If you keep getting a shell under w-d, dont use the python command…just go straight for the script. I lost couple of hours because of this since it was running the ‘python’ command under pepper but not the actual script.

jarvis seems down anybody facing same issue ?? or its my internet

What an awesome box this was. Getting user was pretty straight forward if properly enumerated. However, the Root part is bit tricky.

Feel free to knock me for Hints/nudges :slight_smile:

Rooted. Box is pretty straightfoward. Thanks to @darkkoan for reminding me to read enum results very thoroughly.
I had one issue though. when i got into **pr, I could not see the output of my terminal commands. Had the create another nc session. Then, in that nc session, after getting interactive shell, I could not run vi or nano properly. Can anyone help me understand this? Had to write files using cat

Could someone walk me through the beginning of the box please? Feel free to shoot me a PM. Thanks :slight_smile:

A taff box! My first Medium Box actually and finally rooted with a lot of help my new fried @Freak2600… thank you man.

Type your comment> @vider said:

A taff box! My first Medium Box actually and finally rooted with a lot of help my new fried @Freak2600… thank you man.

Anytime.

scanned the box more than 10 times not getting a meaningful result, is there a special way of scanning???

Hey guys, I have been searching the rooms for quite some time and haven’t gotten any useful information. What am I looking for? A ZAP scan showed me there is a possible sql injection vulnerability, but nothing has returned anything useful. Any help is appreciated.

Hi to all. Got a user. Got a stable shell. I can not get root access. Please help me. I read all the tips but it doesn’t work. PM me please.

Can anyone explain to me why when i try to run the script with s*** -u p****r it asks for w**-***a password? i’ve tried upgrading shells but still get the same thing…

I start by getting a restricted shell by s****p tool and i get the os-shell, after that get run netcat stuff to get a shell, and then get a tty with python command (python -c ‘import pty; pty.spawn(“/bin/bash”)’

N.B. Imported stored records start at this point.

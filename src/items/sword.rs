//! Swords: a tapered blade, guard, grip and pommel.
//!
//! The blade is drawn first and records its base as it walks its rows, so
//! the hilt follows the blade's curve.

use crate::assemble::{
    assemble, Anchor, AttachmentPoint, ComponentPlan, Item, ItemData, ItemKind, ItemName,
    ParameterSampler, Part, TaperAnchors, TaperedPart,
};
use crate::config::{ItemOptions, ResolvedSeed};
use crate::diagnostic::Diagnostics;
use crate::render::{GridSpec, Overlay};
use crate::shape::{CenterLine, Disc, Point, Rect, ShapeSpec, TaperedBody, WidthProfile};
use crate::types::{MaterialClass, MaterialDef};

use super::{grid, material_key, sub_type, Session};

const GRID_WIDTH: u32 = 32;
const GRID_HEIGHT: u32 = 72;
const CENTER_X: i32 = 12;
const TOP: i32 = 2;

sub_type! {
    SwordType, "sword" {
        Longsword => ("longsword", "Longsword"),
        Shortsword => ("shortsword", "Shortsword"),
        Greatsword => ("greatsword", "Greatsword"),
        Dagger => ("dagger", "Dagger"),
        Scimitar => ("scimitar", "Scimitar"),
    }
}

/// Ranges a sword style draws from.
struct SwordStyle {
    length: (u32, u32),
    width: (u32, u32),
    tip_rows: (u32, u32),
    curve: (f64, f64),
    guard_width: (u32, u32),
    grip_length: (u32, u32),
    pommel_radius: (u32, u32),
}

const LONGSWORD: SwordStyle = SwordStyle {
    length: (34, 40),
    width: (4, 5),
    tip_rows: (4, 6),
    curve: (0.0, 0.0),
    guard_width: (11, 14),
    grip_length: (7, 9),
    pommel_radius: (2, 2),
};

const SHORTSWORD: SwordStyle = SwordStyle {
    length: (24, 28),
    width: (4, 5),
    tip_rows: (3, 5),
    curve: (0.0, 0.0),
    guard_width: (9, 11),
    grip_length: (5, 6),
    pommel_radius: (1, 2),
};

const GREATSWORD: SwordStyle = SwordStyle {
    length: (42, 46),
    width: (6, 7),
    tip_rows: (6, 8),
    curve: (0.0, 0.0),
    guard_width: (15, 18),
    grip_length: (10, 12),
    pommel_radius: (2, 3),
};

const DAGGER: SwordStyle = SwordStyle {
    length: (14, 18),
    width: (3, 4),
    tip_rows: (4, 6),
    curve: (0.0, 0.0),
    guard_width: (7, 9),
    grip_length: (4, 5),
    pommel_radius: (1, 1),
};

const SCIMITAR: SwordStyle = SwordStyle {
    length: (32, 40),
    width: (4, 6),
    tip_rows: (5, 8),
    curve: (4.0, 7.0),
    guard_width: (9, 12),
    grip_length: (6, 8),
    pommel_radius: (1, 2),
};

impl SwordType {
    fn style(self) -> &'static SwordStyle {
        match self {
            SwordType::Longsword => &LONGSWORD,
            SwordType::Shortsword => &SHORTSWORD,
            SwordType::Greatsword => &GREATSWORD,
            SwordType::Dagger => &DAGGER,
            SwordType::Scimitar => &SCIMITAR,
        }
    }
}

/// Resolved sword parameters.
#[derive(Debug, Clone)]
pub struct SwordParams {
    pub sub_type: SwordType,
    pub blade: &'static MaterialDef,
    pub hilt: &'static MaterialDef,
    pub grip: &'static MaterialDef,
    pub pommel: &'static MaterialDef,
    /// Gem set in the guard, if any.
    pub gem: Option<&'static MaterialDef>,
    pub length: u32,
    pub width: u32,
    pub tip_rows: u32,
    pub curve: f64,
    pub guard_width: u32,
    pub guard_height: u32,
    pub grip_length: u32,
    pub pommel_radius: u32,
}

impl SwordParams {
    pub fn sample(sampler: &mut ParameterSampler, options: &ItemOptions) -> Self {
        let sub_type: SwordType = sampler.variant(options.sub_type());
        let style = sub_type.style();

        let blade = sampler.material_excluding(
            "blade",
            options.material(),
            MaterialClass::Metal,
            &["copper"],
        );
        let hilt = sampler.material_excluding(
            "hilt",
            options.hilt_material.as_deref(),
            MaterialClass::Metal,
            &[blade.key],
        );
        let grip = sampler.material("grip", options.grip_material.as_deref(), MaterialClass::Leather);
        let pommel = sampler.material(
            "pommel",
            options.pommel_material.as_deref(),
            MaterialClass::Metal,
        );
        let gem = match options.gem_material.as_deref() {
            Some(key) => Some(sampler.material("gem", Some(key), MaterialClass::Gem)),
            None if sampler.chance(0.3) => Some(sampler.material("gem", None, MaterialClass::Gem)),
            None => None,
        };

        Self {
            sub_type,
            blade,
            hilt,
            grip,
            pommel,
            gem,
            length: sampler.size_in(style.length.0, style.length.1),
            width: sampler.size_in(style.width.0, style.width.1),
            tip_rows: sampler.size_in(style.tip_rows.0, style.tip_rows.1),
            curve: sampler.float_in(style.curve.0, style.curve.1),
            guard_width: sampler.size_in(style.guard_width.0, style.guard_width.1),
            guard_height: 2,
            grip_length: sampler.size_in(style.grip_length.0, style.grip_length.1),
            pommel_radius: sampler.size_in(style.pommel_radius.0, style.pommel_radius.1),
        }
    }

    fn body(&self) -> TaperedBody {
        let body = TaperedBody::new(
            self.length,
            WidthProfile::Pointed {
                width: self.width,
                tip_rows: self.tip_rows,
            },
        );
        if self.curve != 0.0 {
            body.with_center(CenterLine::Curved { amount: self.curve })
        } else {
            body
        }
    }

    fn name(&self) -> ItemName {
        let name = ItemName::new(self.blade.name, self.sub_type.label());
        match self.gem {
            Some(gem) => name.decorated(format!("{}-Set", gem.name)),
            None => name,
        }
    }

    fn data(&self) -> ItemData {
        ItemData::new()
            .with("subType", self.sub_type.to_string())
            .with("material", material_key(self.blade))
            .with("hiltMaterial", material_key(self.hilt))
            .with("gripMaterial", material_key(self.grip))
            .with("pommelMaterial", material_key(self.pommel))
            .with("gemMaterial", self.gem.map(material_key).unwrap_or_default())
            .with("bladeLength", self.length)
            .with("bladeWidth", self.width)
            .with("curve", self.curve)
            .with("guardWidth", self.guard_width)
            .with("gripLength", self.grip_length)
            .with("pommelRadius", self.pommel_radius)
    }

    /// Build the plan for these parameters.
    pub fn plan(&self, grid: GridSpec, seed: ResolvedSeed, diagnostics: Diagnostics) -> ComponentPlan {
        let blade = TaperedPart::new("blade", self.body(), Point::new(CENTER_X, TOP), self.blade.palette())
            .recording(TaperAnchors {
                top: Some(Anchor::BladeTip),
                bottom: Some(Anchor::BladeBase),
                ..TaperAnchors::default()
            });

        let (guard_w, guard_h) = (self.guard_width, self.guard_height);
        let hilt = self.hilt.palette();
        let grip_len = self.grip_length;
        let grip = self.grip.palette();
        let pommel_r = self.pommel_radius;
        let pommel = self.pommel.palette();

        let mut plan = ComponentPlan::new(ItemKind::Sword, grid, seed)
            .named(self.name())
            .with_data(self.data())
            .with_diagnostics(diagnostics)
            .component(move |_| Ok(blade.boxed()))
            .attached("blade", move |board| {
                let base = board.point(Anchor::BladeBase)?;
                let top = base.y + 1;
                Ok(Part::new("guard", ShapeSpec::Rect(Rect::new(guard_w, guard_h)).at(Point::new(base.x, top)), hilt)
                    .anchor(Anchor::GuardCenter, AttachmentPoint::new(base.x, top + guard_h as i32 / 2, guard_w))
                    .anchor(Anchor::HaftTop, AttachmentPoint::new(base.x, top + guard_h as i32, guard_w))
                    .boxed())
            })
            .attached("guard", move |board| {
                let seat = board.point(Anchor::HaftTop)?;
                let w = if guard_w >= 13 { 3 } else { 2 };
                Ok(Part::new("grip", ShapeSpec::Rect(Rect::new(w, grip_len)).at(Point::new(seat.x, seat.y)), grip)
                    .anchor(Anchor::GripBottom, AttachmentPoint::new(seat.x, seat.y + grip_len as i32 - 1, w))
                    .boxed())
            })
            .attached("grip", move |board| {
                let end = board.point(Anchor::GripBottom)?;
                let center = Point::new(end.x, end.y + pommel_r as i32 + 1);
                Ok(Part::new("pommel", ShapeSpec::Disc(Disc::new(pommel_r)).at(center), pommel)
                    .anchor(Anchor::BodyCenter, AttachmentPoint::new(center.x, center.y, pommel_r * 2 + 1))
                    .boxed())
            });

        if let Some(gem) = self.gem {
            let palette = gem.palette();
            plan = plan.component(move |board| {
                let c = board.point(Anchor::GuardCenter)?;
                Ok(Part::new("gem", ShapeSpec::Disc(Disc::new(1)).at(Point::new(c.x, c.y)), palette)
                    .with_overlay(Overlay::RadialQuadrants { center: (c.x, c.y), radius: 1.0 })
                    .boxed())
            });
        }
        plan
    }
}

/// Generate a sword.
pub fn generate_sword(options: &ItemOptions) -> Item {
    let Session { seed, mut sampler } = Session::start(options);
    let params = SwordParams::sample(&mut sampler, options);
    let plan = params.plan(grid(GRID_WIDTH, GRID_HEIGHT, options), seed, sampler.into_diagnostics());
    assemble(plan)
}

but no matter what, I still get a prompt asking for w**-a password when trying to run the script with s -u p****r.

please if someone knows why this is happening please pm me i’m gonna go crazy

I am having a lot of trouble with the initial foothold. I have searched all the rooms but found nothing. I read through all the posts in this forum and I am still stuck. I tried sql injection but got no where. Can someone PM and give me a hint?

Rooted. Very interesting box. If you need some help, feel free to PM me.